Ce choix peut être interprété comme une erreur. Dutch reste un personnage opaque, dont les intérêts ne coïncident pas nécessairement avec ceux d’Angelo. D’ailleurs, d’autres éléments suggèrent que Dutch cache lui aussi des choses. L’apparition d’une figure politique influente, venue lui imposer des directives sans explication, renforce l’idée d’un réseau plus vaste. Angelo n’est peut-être qu’un rouage dans un système qu’il ne maîtrise pas. Pendant ce temps, le Ferryman continue d’anticiper chacun de ses mouvements. Angelo tente de remonter une piste en passant par Wesley, mais cette tentative se solde par un échec brutal. Wesley est éliminé, accompagné d’un message qui souligne l’avance de l’adversaire. 

Cette scène confirme que la confrontation directe reste hors de portée pour le moment. Sur le plan personnel, la situation devient tout aussi instable. Nicky prend une place de plus en plus importante, et pas dans le bon sens. L’épisode confirme qu’elle n’est pas le Ferryman, mais qu’elle agit pour son compte, sous contrainte. Cette nuance ne la rend pas moins dangereuse. Au contraire, elle agit avec une méthode froide. Son rapprochement avec Maria en est la preuve. En intégrant son quotidien, elle collecte des informations qu’elle réutilise ensuite contre Angelo. Lorsqu’elle évoque des détails intimes, Angelo doute de sa propre mémoire. 

 

Cette manipulation est particulièrement efficace dans un contexte où la maladie brouille déjà ses repères. Ce jeu psychologique affaiblit encore davantage Angelo. Il commence à se fier à des souvenirs incertains, à remettre en question ce qu’il sait. Cette perte de certitude est peut-être plus dangereuse que n’importe quelle menace extérieure. Maria, de son côté, traverse également une période difficile. Sa rencontre avec Nicky, présentée comme fortuite, s’inscrit en réalité dans un plan plus large. En parallèle, un élément perturbant refait surface : l’homme responsable de la mort de sa mère apparaît dans son environnement quotidien. Cette situation paraît presque irréelle, mais elle souligne à quel point le danger s’est rapproché.

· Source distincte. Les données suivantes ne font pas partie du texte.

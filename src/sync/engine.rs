//! Reconciliation of persisted connections against the desired source set
//!
//! Every add or remove of one identifier runs under that identifier's lock and in its
//! own units of work, so one failing source never blocks or undoes another.

use std::collections::{BTreeMap, HashSet};
use std::sync::{Arc, Mutex, PoisonError};
use dashmap::DashMap;
use serde::Serialize;
use tracing::{debug, info, warn};
use crate::{Error, Result};
use crate::graph::GraphStore;
use crate::model::{DomainObject, WorkspaceManager};
use crate::uow::UnitOfWork;
use super::source::{
    ExternalSource, MetadataRefresher, Origin, RefreshMode, SourceAction, SourceEvent, SourceInventory,
};

/// What adding one source did
#[derive(Debug, Clone, Copy, PartialEq, Eq, Serialize)]
#[serde(rename_all = "snake_case")]
pub enum AddOutcome {
    Added,
    /// Removed and recreated from the new record
    Updated,
    /// Already persisted; only a metadata refresh was requested
    AlreadyPresent,
    /// Derived from this system's own published output
    SkippedSelfLoop,
}

#[derive(Debug, Clone, Copy, PartialEq, Eq, Serialize)]
#[serde(rename_all = "snake_case")]
pub enum RemoveOutcome {
    Removed,
    NotPresent,
}

#[derive(Debug, Clone, Copy, PartialEq, Eq, Serialize)]
#[serde(tag = "operation", content = "outcome", rename_all = "snake_case")]
pub enum EventOutcome {
    Add(AddOutcome),
    Remove(RemoveOutcome),
}

#[derive(Debug, Clone, PartialEq, Serialize)]
pub struct ReconcileFailure {
    pub id: String,
    pub error: String,
}

/// Summary of one full reconciliation pass
#[derive(Debug, Clone, Default, PartialEq, Serialize)]
pub struct ReconcileReport {
    pub added: Vec<String>,
    pub updated: Vec<String>,
    pub unchanged: Vec<String>,
    pub removed: Vec<String>,
    pub skipped: Vec<String>,
    pub failures: Vec<ReconcileFailure>,
}

impl ReconcileReport {
    pub fn is_clean(&self) -> bool {
        self.failures.is_empty()
    }

    pub fn failed_ids(&self) -> Vec<&str> {
        self.failures.iter().map(|f| f.id.as_str()).collect()
    }

    fn fail(&mut self, id: &str, err: &Error) {
        warn!(source = %id, error = %err, "reconciliation item failed, skipping");
        self.failures.push(ReconcileFailure {
            id: id.to_string(),
            error: err.to_string(),
        });
    }
}

pub struct ReconciliationEngine {
    store: Arc<GraphStore>,
    workspace: WorkspaceManager,
    inventory: Arc<dyn SourceInventory>,
    refresher: Arc<dyn MetadataRefresher>,
    // one entry per identifier with an operation in flight
    locks: DashMap<String, Arc<Mutex<()>>>,
}

impl ReconciliationEngine {
    pub fn new(
        store: Arc<GraphStore>,
        workspace: WorkspaceManager,
        inventory: Arc<dyn SourceInventory>,
        refresher: Arc<dyn MetadataRefresher>,
    ) -> Self {
        Self {
            store,
            workspace,
            inventory,
            refresher,
            locks: DashMap::new(),
        }
    }

    pub fn store(&self) -> &GraphStore {
        &self.store
    }

    pub fn workspace(&self) -> &WorkspaceManager {
        &self.workspace
    }

    pub fn inventory(&self) -> &dyn SourceInventory {
        self.inventory.as_ref()
    }

    /// Run `f` holding the lock for `id`; the entry is dropped once no one else wants it
    fn with_lock<T>(&self, id: &str, f: impl FnOnce() -> T) -> T {
        let lock = self.locks.entry(id.to_string()).or_default().clone();
        let result = {
            let _guard = lock.lock().unwrap_or_else(PoisonError::into_inner);
            f()
        };
        drop(lock);
        self.locks.remove_if(id, |_, lock| Arc::strong_count(lock) == 1);
        result
    }

    // ========== Transactions ==========

    /// Run `f` in a fresh unit of work that never persists
    fn read<T>(&self, name: &str, f: impl FnOnce(&mut UnitOfWork) -> Result<T>) -> Result<T> {
        let mut uow = self.store.begin_as("reconciler", name, true)?;
        let result = f(&mut uow);
        if !uow.state().is_terminal() {
            uow.rollback()?;
        }
        result
    }

    /// Run `f` in a fresh unit of work holding the write lock, committing on success
    fn write<T>(&self, name: &str, f: impl FnOnce(&mut UnitOfWork) -> Result<T>) -> Result<T> {
        let mut uow = self.store.begin_write_as("reconciler", name)?;
        match f(&mut uow) {
            Ok(value) => {
                uow.commit()?;
                Ok(value)
            }
            Err(err) => {
                if !uow.state().is_terminal() {
                    uow.rollback()?;
                }
                Err(err)
            }
        }
    }

    // ========== Queries ==========

    /// Identifier and fingerprint of every persisted connection
    pub fn persisted(&self) -> Result<BTreeMap<String, Option<String>>> {
        self.read("list-persisted", |uow| {
            let mut persisted = BTreeMap::new();
            for connection in self.workspace.connections(uow)? {
                if let Some(id) = connection.source_id(uow)? {
                    let fingerprint = connection.fingerprint(uow)?;
                    persisted.insert(id, fingerprint);
                }
            }
            Ok(persisted)
        })
    }

    pub fn is_persisted(&self, id: &str) -> Result<bool> {
        self.read("find-connection", |uow| Ok(self.workspace.find_connection(uow, id)?.is_some()))
    }

    /// True when `source` is this system's own published output
    pub fn is_self_loop(&self, source: &ExternalSource) -> Result<bool> {
        if source.origin == Origin::SelfPublished {
            return Ok(true);
        }
        self.read("find-dataservice", |uow| {
            Ok(self.workspace.find_dataservice_by_source_id(uow, &source.id)?.is_some())
        })
    }

    // ========== Per-Item Operations ==========

    /// Add one source. With `update`, an existing copy is removed first.
    pub fn add_source(&self, source: &ExternalSource, update: bool) -> Result<AddOutcome> {
        self.with_lock(&source.id, || self.add_locked(source, update))
    }

    fn add_locked(&self, source: &ExternalSource, update: bool) -> Result<AddOutcome> {
        if self.is_self_loop(source)? {
            info!(source = %source.id, "source is published by this system, skipping");
            return Ok(AddOutcome::SkippedSelfLoop);
        }

        let present = self.is_persisted(&source.id)?;
        if present && !update {
            debug!(source = %source.id, "already persisted");
            self.request_refresh(source, RefreshMode::Refresh);
            return Ok(AddOutcome::AlreadyPresent);
        }
        // a failed teardown fails the update and leaves the old copy for the next pass
        if present {
            self.remove_locked(&source.id)?;
        }

        self.inventory
            .connect(source)
            .map_err(|err| as_external(&source.id, err))?;

        let persisted = self.write("add-source", |uow| {
            self.workspace.create_connection(uow, source).map(|_| ())
        });
        if let Err(err) = persisted {
            if let Err(disconnect_err) = self.inventory.disconnect(&source.id) {
                warn!(source = %source.id, error = %disconnect_err, "disconnect after failed persist also failed");
            }
            return Err(err);
        }

        let (outcome, mode) = if present {
            (AddOutcome::Updated, RefreshMode::Refresh)
        } else {
            (AddOutcome::Added, RefreshMode::MakeLive)
        };
        self.request_refresh(source, mode);
        info!(source = %source.id, outcome = ?outcome, "source persisted");
        Ok(outcome)
    }

    fn request_refresh(&self, source: &ExternalSource, mode: RefreshMode) {
        if let Err(err) = self.refresher.request_refresh(source, mode) {
            warn!(source = %source.id, mode = mode.as_str(), error = %err, "metadata refresh request failed");
        }
    }

    /// Remove one source: schema first, then always the connection itself
    pub fn remove_source(&self, id: &str) -> Result<RemoveOutcome> {
        self.with_lock(id, || self.remove_locked(id))
    }

    fn remove_locked(&self, id: &str) -> Result<RemoveOutcome> {
        if !self.is_persisted(id)? {
            debug!(source = %id, "not persisted, nothing to remove");
            return Ok(RemoveOutcome::NotPresent);
        }

        let schema = self.write("remove-schema", |uow| match self.workspace.find_connection(uow, id)? {
            Some(connection) => connection.remove_schema(uow),
            None => Ok(false),
        });
        if let Err(err) = schema {
            warn!(source = %id, error = %err, "schema delete failed, removing connection anyway");
        }

        self.inventory.disconnect(id).map_err(|err| as_external(id, err))?;

        self.write("remove-connection", |uow| {
            if let Some(connection) = self.workspace.find_connection(uow, id)? {
                self.workspace.remove(uow, &DomainObject::Connection(connection))?;
            }
            Ok(())
        })?;
        info!(source = %id, "source removed");
        Ok(RemoveOutcome::Removed)
    }

    // ========== Event & Full Reconciliation ==========

    /// Apply one change notification
    pub fn handle(&self, event: &SourceEvent) -> Result<EventOutcome> {
        debug!(source = %event.id, action = %event.action, "handling source event");
        match event.action {
            SourceAction::Created | SourceAction::Updated => {
                let source = self
                    .inventory
                    .fetch(&event.id)
                    .map_err(|err| as_external(&event.id, err))?
                    .ok_or_else(|| Error::external(&event.id, "not listed in the source inventory"))?;
                let update = event.action == SourceAction::Updated;
                self.add_source(&source, update).map(EventOutcome::Add)
            }
            SourceAction::Deleted => self.remove_source(&event.id).map(EventOutcome::Remove),
        }
    }

    /// Bring persisted connections in line with `desired`.
    ///
    /// Only reading the persisted set can fail the whole pass; item failures are
    /// collected in the report and retried by the next pass.
    pub fn synchronize(&self, desired: &[ExternalSource]) -> Result<ReconcileReport> {
        let persisted = self.persisted()?;
        let mut report = ReconcileReport::default();
        let mut seen = HashSet::new();

        for source in desired {
            if !seen.insert(source.id.as_str()) {
                warn!(source = %source.id, "duplicate desired source, keeping the first");
                continue;
            }
            let update = persisted
                .get(&source.id)
                .is_some_and(|stored| stored.as_deref() != Some(source.fingerprint().as_str()));

            match self.add_source(source, update) {
                Ok(AddOutcome::Added) => report.added.push(source.id.clone()),
                Ok(AddOutcome::Updated) => report.updated.push(source.id.clone()),
                Ok(AddOutcome::AlreadyPresent) => report.unchanged.push(source.id.clone()),
                Ok(AddOutcome::SkippedSelfLoop) => report.skipped.push(source.id.clone()),
                Err(err) => report.fail(&source.id, &err),
            }
        }

        for id in persisted.keys().filter(|id| !seen.contains(id.as_str())) {
            match self.remove_source(id) {
                Ok(RemoveOutcome::Removed) => report.removed.push(id.clone()),
                Ok(RemoveOutcome::NotPresent) => {}
                Err(err) => report.fail(id, &err),
            }
        }

        info!(
            added = report.added.len(),
            updated = report.updated.len(),
            removed = report.removed.len(),
            failed = report.failures.len(),
            "reconciliation finished"
        );
        Ok(report)
    }

    /// Reconcile against a fresh snapshot of the inventory
    pub fn synchronize_inventory(&self) -> Result<ReconcileReport> {
        let desired = self.inventory.list_desired()?;
        self.synchronize(&desired)
    }
}

/// Collaborator failures count as external-source errors for the item
fn as_external(id: &str, err: Error) -> Error {
    match err {
        Error::ExternalSource { .. } => err,
        other => Error::external(id, other),
    }
}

Ce personnage semble lié au réseau du Ferryman, ce qui renforce l’idée que tout est connecté depuis le début. La mort de Leah, l’attaque contre Maria, et les manipulations actuelles ne seraient pas des événements isolés. L’épisode suggère une cohérence globale que seul Angelo n’a pas encore pleinement comprise. Du côté de l’enquête, les choses avancent lentement mais sûrement. Dave commence à assembler les pièces du puzzle. Un détail matériel, récupéré sur une scène de crime, oriente ses recherches vers un type de vêtement très spécifique. Ce genre d’indice réduit le champ des suspects. 

 

Le moment clé intervient lorsque Maria mentionne que son père porte ce type de costume. Cette information, donnée sans arrière-pensée, pourrait avoir des conséquences importantes. Dave n’est plus très loin de faire le lien. Cette progression renforce l’impression que le temps joue contre Angelo. Les indices s’accumulent, les témoins disparaissent, et ses propres erreurs deviennent plus visibles. Même ses alliés potentiels, comme Joe, restent difficiles à cerner. La confiance devient un luxe qu’il ne peut plus se permettre. L’épisode 7 donne le sentiment que chaque personnage agit selon ses propres intérêts, sans réelle loyauté. Cette absence de repères stables accentue la tension. 

Angelo, qui pensait contrôler son environnement, se retrouve dépassé. À trois épisodes de la fin de saison, la situation paraît difficile à inverser. Entre la progression de la maladie, les manipulations dont il est victime et l’avancée de l’enquête, les options se réduisent. Memory of a Killer installe une dynamique où chaque décision semble aggraver le problème. La question reste ouverte : Angelo peut-il encore reprendre le contrôle, ou a-t-il déjà franchi un point de non-retour ?

 

Note : 7/10. En bref, à trois épisodes de la fin de saison, la situation paraît difficile à inverser. Entre la progression de la maladie, les manipulations dont il est victime et l’avancée de l’enquête, les options se réduisent. Memory of a Killer installe une dynamique où chaque décision semble aggraver le problème.